Dungeon of the Endless is a rogue-like tower defence style game developed and published by Amplitude Studios. Players must defend their ship from alien creatures and explore the dungeon they have crashed in.
The game has already been available on Steam and has been particularly popular amongst gamers. The game is now playable on Xbox One and I have to say that it’s a very intriguing game with some interesting mechanics. The game may look simple in terms of its design and structure, but it certainly offers quite a challenge. Dungeon of the Endless requires patience, practice and planning in order to be successful.

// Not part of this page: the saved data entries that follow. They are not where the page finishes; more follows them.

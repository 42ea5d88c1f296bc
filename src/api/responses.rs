//! API response structures

use chrono::{DateTime, Utc};
use serde::{Deserialize, Serialize};

use crate::state::{Completion, ResetPolicy, TimerSnapshot};

/// API response structure for control endpoints
#[derive(Debug, Clone, Serialize, Deserialize)]
pub struct ApiResponse {
    pub status: String,
    pub message: String,
    pub timestamp: DateTime<Utc>,
    pub timer: TimerSnapshot,
}

impl ApiResponse {
    /// Create a new API response
    pub fn new(status: String, message: String, timer: TimerSnapshot) -> Self {
        Self {
            status,
            message,
            timestamp: Utc::now(),
            timer,
        }
    }

    /// Status follows whether the countdown is running
    pub fn from_snapshot(message: String, timer: TimerSnapshot) -> Self {
        let status = if timer.is_running { "running" } else { "paused" };
        Self::new(status.to_string(), message, timer)
    }
}

/// Status response with timer and server information
#[derive(Debug, Clone, Serialize, Deserialize)]
pub struct StatusResponse {
    pub timer: TimerSnapshot,
    pub pending_completion: Option<Completion>,
    pub reset_policy: ResetPolicy,
    pub uptime: String,
    pub port: u16,
    pub host: String,
    pub last_action: Option<String>,
    pub last_action_time: Option<DateTime<Utc>>,
}

/// Response to POST /acknowledge
#[derive(Debug, Clone, Serialize, Deserialize)]
pub struct AcknowledgeResponse {
    pub acknowledged: Option<Completion>,
    pub timestamp: DateTime<Utc>,
}

/// Health check response
#[derive(Debug, Clone, Serialize, Deserialize)]
pub struct HealthResponse {
    pub status: String,
    pub timestamp: DateTime<Utc>,
    pub version: String,
}

impl HealthResponse {
    /// Create a new health response
    pub fn ok() -> Self {
        Self {
            status: "ok".to_string(),
            timestamp: Utc::now(),
            version: env!("CARGO_PKG_VERSION").to_string(),
        }
    }
}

It has single player along with online 4 player co-op which is a nice addition to the game, which also adds some replayability. For me though I enjoyed experiencing the game in single player mode as I like to explore and take my time in these types of games. There are only a few playable characters at the start of the game and there are more to be unlocked as you play through the campaign. There are 18 characters in total and each has their own unique stats and attributes, so it’s important to select a character that best suits your playstyle.
The aim of the game is to protect the generator of your ship and carry your escape pod’s gem through the levels. The level design is fairly straightforward and sees you moving through each area and trying to find the exit. Every room you enter requires power and you also build turrets throughout to defend yourself. Once you manage to locate the exit, you will then return to the starting position to collect the crystal. This is when you will need to fight waves of monstrous enemies that stand in your way. This is also where the turrets you have constructed help fight back against the enemy. The game has a permadeath system, so this is why it becomes vitally important to plan and prepare for what lies ahead.

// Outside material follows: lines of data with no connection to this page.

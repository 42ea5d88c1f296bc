//! HTTP endpoint handlers

use std::sync::Arc;
use axum::{
    extract::{Path, State},
    http::StatusCode,
    response::{
        sse::{Event, KeepAlive, Sse},
        Json,
    },
};
use futures::stream::{self, Stream};
use tokio::sync::broadcast::error::RecvError;
use tracing::{error, info, warn};

use crate::state::{AppState, TimerEvent, TimerMode, TimerSnapshot};
use super::responses::{AcknowledgeResponse, ApiResponse, HealthResponse, StatusResponse};

fn control_response(
    action: &str,
    message: &str,
    result: Result<TimerSnapshot, String>,
) -> Result<Json<ApiResponse>, StatusCode> {
    match result {
        Ok(snapshot) => {
            info!("{} endpoint called - {}", action, snapshot.display);
            Ok(Json(ApiResponse::from_snapshot(
                message.to_string(),
                snapshot,
            )))
        }
        Err(e) => {
            error!("Failed to {} timer: {}", action, e);
            Err(StatusCode::INTERNAL_SERVER_ERROR)
        }
    }
}

/// Handle POST /start - Start the countdown
pub async fn start_handler(State(state): State<Arc<AppState>>) -> Result<Json<ApiResponse>, StatusCode> {
    control_response("start", "Timer started", state.start())
}

/// Handle POST /pause - Pause the countdown
pub async fn pause_handler(State(state): State<Arc<AppState>>) -> Result<Json<ApiResponse>, StatusCode> {
    control_response("pause", "Timer paused", state.pause())
}

/// Handle POST /reset - Stop and restore the reset duration
pub async fn reset_handler(State(state): State<Arc<AppState>>) -> Result<Json<ApiResponse>, StatusCode> {
    control_response("reset", "Timer reset", state.reset())
}

/// Handle POST /mode/:mode - Select pomodoro, short-break or long-break
pub async fn mode_handler(
    State(state): State<Arc<AppState>>,
    Path(mode): Path<String>,
) -> Result<Json<ApiResponse>, StatusCode> {
    let mode: TimerMode = match mode.parse() {
        Ok(mode) => mode,
        Err(e) => {
            warn!("{}", e);
            return Err(StatusCode::BAD_REQUEST);
        }
    };

    match state.set_mode(mode) {
        Ok(snapshot) => {
            info!("Mode endpoint called - switched to {}", mode);
            Ok(Json(ApiResponse::from_snapshot(
                format!("{} selected", mode.label()),
                snapshot,
            )))
        }
        Err(e) => {
            error!("Failed to set timer mode: {}", e);
            Err(StatusCode::INTERNAL_SERVER_ERROR)
        }
    }
}

/// Handle POST /acknowledge - Dismiss the completion notice
pub async fn acknowledge_handler(State(state): State<Arc<AppState>>) -> Result<Json<AcknowledgeResponse>, StatusCode> {
    match state.acknowledge_completion() {
        Ok(acknowledged) => Ok(Json(AcknowledgeResponse {
            acknowledged,
            timestamp: chrono::Utc::now(),
        })),
        Err(e) => {
            error!("Failed to acknowledge completion: {}", e);
            Err(StatusCode::INTERNAL_SERVER_ERROR)
        }
    }
}

/// Handle GET /status - Return current timer status
pub async fn status_handler(State(state): State<Arc<AppState>>) -> Result<Json<StatusResponse>, StatusCode> {
    let timer = match state.get_snapshot() {
        Ok(s) => s,
        Err(e) => {
            error!("Failed to get timer snapshot: {}", e);
            return Err(StatusCode::INTERNAL_SERVER_ERROR);
        }
    };

    let pending_completion = match state.get_pending_completion() {
        Ok(p) => p,
        Err(e) => {
            error!("Failed to get pending completion: {}", e);
            return Err(StatusCode::INTERNAL_SERVER_ERROR);
        }
    };

    let reset_policy = match state.get_reset_policy() {
        Ok(p) => p,
        Err(e) => {
            error!("Failed to get reset policy: {}", e);
            return Err(StatusCode::INTERNAL_SERVER_ERROR);
        }
    };

    let (last_action, last_action_time) = state.get_last_action();

    Ok(Json(StatusResponse {
        timer,
        pending_completion,
        reset_policy,
        uptime: state.get_uptime(),
        port: state.port,
        host: state.host.clone(),
        last_action,
        last_action_time,
    }))
}

/// Handle GET /events - Stream timer events as Server-Sent Events
pub async fn events_handler(
    State(state): State<Arc<AppState>>,
) -> Sse<impl Stream<Item = Result<Event, axum::Error>>> {
    let event_rx = state.subscribe();

    let events = stream::unfold(event_rx, |mut event_rx| async move {
        loop {
            match event_rx.recv().await {
                Ok(event) => {
                    let name = match &event {
                        TimerEvent::Updated { .. } => "updated",
                        TimerEvent::ModeSelected { .. } => "mode_selected",
                        TimerEvent::Completed { .. } => "completed",
                    };
                    let sse = Event::default().event(name).json_data(&event);
                    return Some((sse, event_rx));
                }
                Err(RecvError::Lagged(skipped)) => {
                    warn!("Event stream lagged, skipped {} events", skipped);
                }
                Err(RecvError::Closed) => return None,
            }
        }
    });

    Sse::new(events).keep_alive(KeepAlive::default())
}

/// Handle GET /health - Health check endpoint
pub async fn health_handler() -> Json<HealthResponse> {
    Json(HealthResponse::ok())
}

I really enjoyed how the game is divided up into sections as you pass through doors into the next area. Each room you encounter presents new challenges and obstacles to overcome. It gives the game a turn-based structure which I really enjoyed and think works very well. The fact that you don’t know what lies ahead and knowing you could so easily lose everything a die adds to the tension. This is why the game is so difficult and requires planning. You will find that you will die a lot, as I certainly did. The game does get incredibly challenging and frustrating at times, but I never felt like I died unfairly and could always see where I went wrong or failed to plan in the right way.
As you start to make progress in the game, which took me a few goes, you will start to upgrade and unlock new characters. You will also acquire new weapons and items that help to make you more capable of facing the enemies in the game. The game gets harder as you delve deeper into the dungeon and the fifteenth floor is the final area you will need to reach. Dungeon of the Endless is about resource management, upgrading stats and preparing for the worst. Once you start to get a hang of how the game plays and what defences to place, you will start to make some progress. It certainly doesn’t hold your hand or guide you through, even from the start, with very minimal tutorials. It basically throws you in at the deep end, which I like as it respects you as a competent gamer who is willing to learn and improve. To many games nowadays simply guide you the experience and require little thought or attention.

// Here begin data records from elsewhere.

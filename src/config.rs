//! Configuration and CLI argument handling

use clap::Parser;

use crate::state::ResetPolicy;

/// CLI argument parsing structure
#[derive(Parser, Debug)]
#[command(name = "pomodoro-timer")]
#[command(about = "A Pomodoro countdown timer served over HTTP")]
#[command(version)]
pub struct Config {
    /// Port to bind the server to
    #[arg(short, long, default_value = "20525")]
    pub port: u16,

    /// Host address to bind to
    #[arg(long, default_value = "127.0.0.1")]
    pub host: String,

    /// Duration restored by reset: always the Pomodoro, or the current mode's
    #[arg(long, value_enum, default_value_t = ResetPolicy::Pomodoro)]
    pub reset_policy: ResetPolicy,

    /// Enable verbose logging
    #[arg(short, long)]
    pub verbose: bool,
}

impl Config {
    /// Parse configuration from command line arguments
    pub fn parse() -> Self {
        Parser::parse()
    }

    /// Get the server address as a formatted string
    pub fn address(&self) -> String {
        format!("{}:{}", self.host, self.port)
    }

    /// Get the appropriate log level based on verbose flag
    pub fn log_level(&self) -> &'static str {
        if self.verbose { "debug" } else { "info" }
    }
}

#[cfg(test)]
mod tests {
    use super::*;

    #[test]
    fn defaults() {
        let config = Config::parse_from(["pomodoro-timer"]);
        assert_eq!(config.address(), "127.0.0.1:20525");
        assert_eq!(config.reset_policy, ResetPolicy::Pomodoro);
        assert_eq!(config.log_level(), "info");
    }

    #[test]
    fn parses_reset_policy_and_verbose() {
        let config = Config::parse_from(["pomodoro-timer", "--reset-policy", "current-mode", "-v", "-p", "8080"]);
        assert_eq!(config.reset_policy, ResetPolicy::CurrentMode);
        assert_eq!(config.log_level(), "debug");
        assert_eq!(config.port, 8080);
    }
}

The presentation of the game is great and I loved the art style used. As you progress through each area the dark rooms light up revealing the horrors and challenges that lie ahead. The game uses a vibrant and colourfully designed characters and enemies that stand out against the dark and gloomy backdrops. The sound design also works well and helps to add a sense of tension and fear as you enter each room.
Overall this is a great little game that I’m glad that I played after hearing good feedback from the PC version. It certainly requires a degree a practice and patience, but that’s what make the experience so entertaining. Too often we play games in autopilot and don’t actually think about what is happening. I enjoyed the management and planning aspects and the levels are well designed. I would certainly recommend this game and will certainly be jumping back in for another playthrough.
REVIEW CODE: Here at Brash Games we have a strict Review Code policy, Paul Ryan owner / editor is the only member of staff at Brash Games permitted to obtain review code and distribute it within the Brash Games review team. No other person is permitted to request review code and or send review links or contact the publishers in any way whatsoever. Should you wish to send us review code please email paulryan-at-brashgames.co.uk.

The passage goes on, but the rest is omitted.